Heya. I'm having a bit of trouble understanding how one script self-updates; Can anyone explain it to me? (searches on google made me even more confused)

Both Greasemonkey and TamperMonkey handle script updates automatically. All the script author needs to do is increment the @version metadata value when uploading a new version.

Re: @sizzle:
is there a way I can make sure of this? I tried lowering the version at my script and refreshing to see if it would increment back up again to no avail..

Re: @moshmage:
When you alter an script, you lock the script from updating. If this didn't happen, all updated you manually did to the script will be lost every time a new version was released.
In Greasemonkey you can override the locked state, by right-clicking the script in the addons tab and selection the item "Forced find updates".
Anyways the update feature in Greasemonkey and TamperMonkey has been there for many years already, so it's very thorough tested.
If you still want to check if incremental updating works, you have to host your userscript somewhere, install that version and then update the @version metadata of the hosted version.

Re: @sizzle:

I still don't understand how this works.
Can you EDIT the script in the openuserjs inline editor and increment the version? or will this lock the script from updating like @jerone mentioned?
or do you have to re-upload the updated script with an incremented version?

Re: @quacku:

Can you EDIT the script in the openuserjs inline editor and increment the version?

Yes.

... or will this lock the script from updating like @jerone mentioned?

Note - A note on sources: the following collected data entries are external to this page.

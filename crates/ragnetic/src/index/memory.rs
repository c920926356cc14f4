//! In-memory [`VectorIndex`] for tests and single-process runs.
//!
//! Collections are `Vec`s behind `std::sync::RwLock`, kept in insertion
//! order; scan cursors are the id of the next point. Search is brute-force
//! cosine similarity. Locks are never held across an `.await`.

use std::collections::HashMap;
use std::sync::RwLock;

use anyhow::{anyhow, Result};
use async_trait::async_trait;

use ragnetic_core::embedding::cosine_similarity;
use ragnetic_core::models::IndexedPoint;

use super::{CollectionNaming, ScoredPoint, ScrollPage, StoredPoint, VectorIndex};

#[derive(Default)]
struct Collection {
    points: Vec<IndexedPoint>,
    positions: HashMap<String, usize>,
}

pub struct InMemoryIndex {
    naming: CollectionNaming,
    collections: RwLock<HashMap<String, Collection>>,
}

impl InMemoryIndex {
    pub fn new(naming: CollectionNaming) -> Self {
        Self {
            naming,
            collections: RwLock::new(HashMap::new()),
        }
    }

    /// Number of points in `collection` (0 if it does not exist).
    pub fn point_count(&self, collection: &str) -> usize {
        self.collections
            .read()
            .map(|c| c.get(collection).map_or(0, |col| col.points.len()))
            .unwrap_or(0)
    }

    pub fn collection_name(&self, kb_id: i64) -> String {
        self.naming.name(kb_id)
    }
}

impl Default for InMemoryIndex {
    fn default() -> Self {
        Self::new(CollectionNaming::default())
    }
}

fn poisoned<T>(_: T) -> anyhow::Error {
    anyhow!("in-memory index lock poisoned")
}

#[async_trait]
impl VectorIndex for InMemoryIndex {
    async fn ensure_collection(&self, kb_id: i64) -> Result<String> {
        let name = self.naming.name(kb_id);
        let mut collections = self.collections.write().map_err(poisoned)?;
        collections.entry(name.clone()).or_default();
        Ok(name)
    }

    async fn upsert(&self, collection: &str, points: Vec<IndexedPoint>) -> Result<()> {
        let mut collections = self.collections.write().map_err(poisoned)?;
        let col = collections
            .get_mut(collection)
            .ok_or_else(|| anyhow!("collection '{}' not found", collection))?;
        for point in points {
            match col.positions.get(&point.id) {
                Some(&pos) => col.points[pos] = point,
                None => {
                    col.positions.insert(point.id.clone(), col.points.len());
                    col.points.push(point);
                }
            }
        }
        Ok(())
    }

    async fn search(
        &self,
        collection: &str,
        vector: &[f32],
        limit: usize,
    ) -> Result<Vec<ScoredPoint>> {
        let collections = self.collections.read().map_err(poisoned)?;
        let col = collections
            .get(collection)
            .ok_or_else(|| anyhow!("collection '{}' not found", collection))?;

        let mut hits: Vec<ScoredPoint> = col
            .points
            .iter()
            .map(|p| ScoredPoint {
                id: p.id.clone(),
                score: f64::from(cosine_similarity(vector, &p.vector)),
                payload: p.payload.clone(),
            })
            .collect();
        hits.sort_by(|a, b| b.score.total_cmp(&a.score));
        hits.truncate(limit);
        Ok(hits)
    }

    async fn scroll(
        &self,
        collection: &str,
        cursor: Option<String>,
        limit: usize,
    ) -> Result<ScrollPage> {
        let collections = self.collections.read().map_err(poisoned)?;
        let col = collections
            .get(collection)
            .ok_or_else(|| anyhow!("collection '{}' not found", collection))?;

        let start = match cursor {
            None => 0,
            Some(id) => *col
                .positions
                .get(&id)
                .ok_or_else(|| anyhow!("unknown scroll cursor '{}'", id))?,
        };
        let end = start.saturating_add(limit).min(col.points.len());
        let points = col.points[start.min(end)..end]
            .iter()
            .map(|p| StoredPoint {
                id: p.id.clone(),
                payload: p.payload.clone(),
            })
            .collect();
        let next_cursor = col.points.get(end).map(|p| p.id.clone());
        Ok(ScrollPage {
            points,
            next_cursor,
        })
    }
}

Jerone's statement is if you edit the script locally on your machine in the gm_scripts folder either directly or through the .user.js engine UI. Greasemonkey (GM) 3.7+ has a visual display now on what can and can't be updated automatically (see greasemonkey/greasemonkey#2358)... still twiddling with this testing wise.

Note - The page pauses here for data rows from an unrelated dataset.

#[cfg(test)]
mod tests {
    use super::*;

    #[tokio::test]
    async fn disabled_provider_errors() {
        let err = DisabledProvider.embed(&["x".to_string()]).await.unwrap_err();
        assert!(err.to_string().contains("disabled"));
    }

    #[tokio::test]
    async fn hashing_provider_one_vector_per_text() {
        let p = HashingProvider::new(32);
        let texts = vec!["refund policy".to_string(), "shipping".to_string()];
        let vecs = p.embed(&texts).await.unwrap();
        assert_eq!(vecs.len(), 2);
        assert!(vecs.iter().all(|v| v.len() == 32));

        let q = embed_query(&p, "refund policy").await.unwrap();
        assert_eq!(q, vecs[0]);
    }

    #[test]
    fn create_provider_dispatch() {
        let mut config = EmbeddingConfig::default();
        assert_eq!(create_provider(&config).unwrap().dims(), 384);

        config.dims = Some(16);
        assert_eq!(create_provider(&config).unwrap().dims(), 16);

        config.provider = "disabled".to_string();
        assert_eq!(create_provider(&config).unwrap().model_name(), "disabled");

        config.provider = "nope".to_string();
        assert!(create_provider(&config).is_err());
    }

    #[test]
    fn openai_response_respects_index() {
        let json = serde_json::json!({
            "data": [
                {"index": 1, "embedding": [0.0, 1.0]},
                {"index": 0, "embedding": [1.0, 0.0]}
            ]
        });
        let vecs = parse_openai_response(&json).unwrap();
        assert_eq!(vecs, vec![vec![1.0, 0.0], vec![0.0, 1.0]]);
        assert!(parse_openai_response(&serde_json::json!({})).is_err());
    }

    #[test]
    fn ollama_response_parses() {
        let json = serde_json::json!({"embeddings": [[0.5, 0.25]]});
        assert_eq!(parse_ollama_response(&json).unwrap(), vec![vec![0.5, 0.25]]);
        assert!(parse_ollama_response(&serde_json::json!({"embeddings": [1]})).is_err());
    }

    #[test]
    fn remote_providers_require_model_and_dims() {
        let mut config = EmbeddingConfig {
            provider: "ollama".to_string(),
            ..EmbeddingConfig::default()
        };
        let err = OllamaProvider::new(&config).err().unwrap();
        assert!(err.to_string().contains("embedding.model required for Ollama"));

        config.model = Some("nomic-embed-text".to_string());
        config.dims = Some(768);
        config.url = Some("http://ollama:11434/".to_string());
        let provider = OllamaProvider::new(&config).unwrap();
        assert_eq!(provider.endpoint, "http://ollama:11434/api/embed");
        assert_eq!(provider.dims(), 768);
    }
}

For example if you open up the AOM and right click one of the User Scripts... edit it... and save it... then you lose automatic updating capabilities for that edited script... at least with GM/GM Port. e.g. not the OpenUserJS.org (OUJS) remote editor. GM 3.7+ also now prevents disabled scripts from updating. I haven't tried any of this with any other .user.js engine to see what happens on local edit.

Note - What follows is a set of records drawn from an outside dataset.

//! # Ragnetic
//!
//! **Knowledge-base ingestion and hybrid retrieval.**
//!
//! Ragnetic turns uploaded files into indexed, retrievable passages and
//! answers queries against a knowledge base by fusing dense vector
//! similarity with BM25 over a bounded scan of the same collection.
//!
//! ## Architecture
//!
//! ```text
//! ┌──────────┐   ┌──────────┐   ┌────────────────────────────┐   ┌─────────────┐
//! │  Intake  │──▶│  Worker  │──▶│  Pipeline                  │──▶│ VectorIndex │
//! │ sha dedup│   │ mpsc+sem │   │ fetch▸parse▸chunk▸embed    │   │ memory/qdrant│
//! └──────────┘   └──────────┘   └────────────────────────────┘   └──────┬──────┘
//!                                                                       │
//!                        ┌──────────────────────────────────────────────┘
//!                        ▼
//!                 ┌───────────────────────────────┐
//!                 │ HybridRetriever               │
//!                 │ dense ∥ scan+BM25 ▸ RRF ▸ CE  │
//!                 └───────────────────────────────┘
//! ```
//!
//! ## Data Flow
//!
//! 1. [`intake::Intake`] hashes the upload, short-circuits duplicates, writes
//!    the bytes to [`documents::ObjectStorage`], and queues a job.
//! 2. [`worker::IngestWorker`] runs jobs concurrently with retry.
//! 3. [`ingest::IngestionPipeline`] parses ([`extract`]), chunks
//!    ([`ragnetic_core::chunk`]), embeds ([`embedding`]), and upserts into
//!    the knowledge base's collection ([`index`]).
//! 4. [`search::HybridRetriever`] runs the dense search and the lexical scan
//!    concurrently, fuses them with Reciprocal Rank Fusion, and optionally
//!    reranks the head of the list with a cross-encoder ([`rerank`]).
//!
//! ## Modules
//!
//! | Module | Purpose |
//! |--------|---------|
//! | [`config`] | TOML configuration parsing and validation |
//! | [`documents`] | Document records and raw object storage |
//! | [`embedding`] | Embedding provider trait and backends |
//! | [`extract`] | Text extraction (plain text, PDF, OOXML) |
//! | [`index`] | Vector index trait, in-memory and Qdrant backends |
//! | [`ingest`] | Ingestion pipeline and job-runner boundary |
//! | [`intake`] | Upload intake with content-hash dedup |
//! | [`progress`] | Ingestion progress reporting |
//! | [`rerank`] | Optional cross-encoder reranking |
//! | [`search`] | Hybrid retrieval engine |
//! | [`worker`] | Background ingestion worker |

pub mod config;
pub mod documents;
pub mod embedding;
pub mod extract;
pub mod index;
pub mod ingest;
pub mod intake;
pub mod progress;
pub mod rerank;
pub mod search;
pub mod worker;

pub use ragnetic_core::{chunk, error, fusion, lexical, models};
pub use ragnetic_core::{RagError, Result};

So the answer to this half of your compound question is no.

do you have to re-upload the updated script with an incremented version?

This is one option. There is editing the script online, uploading a new version, or the webhook/import from GH... remotely... all of which you may increment your @version.

I still don't understand how this works.

Better?

Re: @Marti:

I have another question, if for example a script installs with @include http://siteA.com, is it possible for the author to later update it and have @include http://siteB.com?

if so, isn't this a security risk, since the initial installation didn't include siteB?

Re: @quacku:

... is it possible for the author to later update it and have @include http://siteB.com?

Yes.

... isn't this a security risk... ?

See also:

Sidenote: Please try your best to use back ticks (the back apostrophes surrounding your inline code) for inline code snippets and/or code fences for multi-line with highlighting (see Frequently Asked Questions#Q: How do I ensure the correct syntax highlighting of my code snippets?). I've corrected it in your last post.

If you need a guide for markdown syntax there is GitHubs (GH) and one of the originals of Daring Fireballs markdown syntax... plus there is always the toolbar in this comment window to help you out... the </> button is the symbol to assist helping you get used to it. The Preview button is everyone's friend too. :) We support many of those options in our markdown support... but not every one of GH's. Thank you for this courtesy in advance. :)

I suspect that's rather the question to @arantius ...
As for now, is there any sense in writing meta-tags @downloadURL, @updateURL and their ilk?

Re: @trespassersW:

As for now, is there any sense in writing meta-tags @downloadURL, @updateURL and their ilk?

Absolutely... consolidation is the main factor. The minification routines are exposing these flat out in the UI now and how it interacts with a script source. Being cautious of a target is good however that doesn't negate effective, uncrippled, usage... which leads to the paranoia aspect... don't install it if you don't trust it.

Network of Trust is something I've been mentioning off and on for over a decade now with Userscripts.